MCO service coordinators serving members exiting an NF or other institution and who are participating in the Section 811 PRA program must comply with the roles and responsibilities assigned to them in the Inter-Agency Partnership Agreement (HHSC Contract No. 529-12-0134-00001), as amended and as applicable, and MCO service coordinators agree to fulfill the obligations assigned to Section 811 service coordinators in accordance with the Texas Section 811 PRA Program Service Coordinator Manual.

MCO service coordinators serving members who are participating in the Section 811 PRA program may download and read the Texas Section 811 PRA Program Service Coordinator Manual, available on TDHCA's webpage.

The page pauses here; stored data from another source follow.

//! Recursive descent parser for GraphQL documents.
//!
//! The parser stops at the first syntax error: once a diagnostic has been
//! reported every loop unwinds and the partially built document is
//! returned alongside exactly one diagnostic.

use crate::ast::*;
use crate::lexer::{block_string_value, unescape, LexError, Lexer};
use crate::token::{Token, TokenKind};
use gqlbridge_core::{diagnostics::codes, DiagnosticBag, Interner, Span, Text};

/// Deepest nesting of selection sets, list and object values, and list
/// types accepted in a single document.
pub const MAX_NESTING_DEPTH: usize = 128;

/// Parser for GraphQL executable and type system documents.
pub struct Parser<'a> {
    lexer: Lexer<'a>,
    current: Token,
    prev_end: u32,
    depth: usize,
    diagnostics: DiagnosticBag,
}

/// Result of parsing.
pub struct ParseResult<'a> {
    pub document: Document<'a>,
    pub diagnostics: DiagnosticBag,
}

impl ParseResult<'_> {
    /// Returns true if the source parsed without errors.
    #[must_use]
    pub fn is_ok(&self) -> bool {
        !self.diagnostics.has_errors()
    }
}

/// Parses a source string into a document.
pub fn parse<'a>(source: &'a str, interner: &'a Interner) -> ParseResult<'a> {
    let mut parser = Parser::new(source, interner);
    let document = parser.parse_document();
    ParseResult {
        document,
        diagnostics: parser.diagnostics,
    }
}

If requested by HHSC, the MCO service coordinator or designee must attend training on the Section 811 PRA program. Trainings can include, but are not limited to, in-person training, webinars, conference calls or responding to requests via email.

1250 Service Coordinators and the Medicaid for Breast and Cervical Cancer Program

Revision 19-1; Effective June 3, 2019

Individuals eligible for Medicaid through the Medicaid for Breast and Cervical Cancer (MBCC) program are a mandatory population in the STAR+PLUS program. The MBCC program provides Medicaid services including, but not limited to, the treatment of cancer and precancerous conditions for individuals with qualifying diagnoses between age 18 and their 65th birth month. An MBCC program member 18 to 20 years of age will be enrolled in STAR+PLUS. Eligibility for the MBCC program allows an individual under the age of 21 to participate in the STAR+PLUS program. Individuals in the MBCC program receive their Medicaid services through their STAR+PLUS managed care organization (MCO). The individual will be assigned a named service coordinator and receive at a minimum one telephonic contact and one face-to-face visit annually, unless otherwise requested by the MBCC member.

The MCO service coordinator assists the MBCC member with coordinating care. Coordination can include, but is not limited to, assistance with renewing Medicaid eligibility by reminding and assisting with paperwork. Continued participation in MBCC requires a completed MBCC renewal application and physician attestation the individual requires continued, active treatment for breast or cervical cancer or pre-cancer. The physician attestation and eligibility paperwork must be submitted every six months.

An MBCC individual under 21 can also be on the Medically Dependent Children Program (MDCP) interest list. If the individual reaches the top of the MDCP interest list, the individual can transfer from STAR+PLUS into MDCP since MDCP provides additional services not available in STAR+PLUS or the STAR+PLUS HCBS programs. Upon release from the MDCP interest list, the individual will be processed as a STAR member transitioning to MDCP.

When the individual reaches age 21, the MDCP member will transfer to STAR+PLUS HCBS program as a medical assistance only (MAO) upgrade using the high needs transition process.

MBCC members age 21 or older requesting STAR+PLUS HCBS program services can be upgraded to the STAR+PLUS HCBS program without going on the interest list. However, PSU staff must send an enrollment packet that includes Form H1200, Application for Assistance – Your Texas Benefits, as Medicaid for the Elderly and People with Disabilities (MEPD) is required to assess the Medicaid application using ME-Waiver eligibility rules.

After the enrollment packet is received, PSU staff will send Form H1200, along with Form H1746-A, MEPD Referral Cover Sheet, to MEPD. If the individual is eligible as an MAO applicant, MEPD will change the individual’s Medicaid from MBCC to ME-Waivers in the Texas Integrated Eligibility Redesign System (TIERS).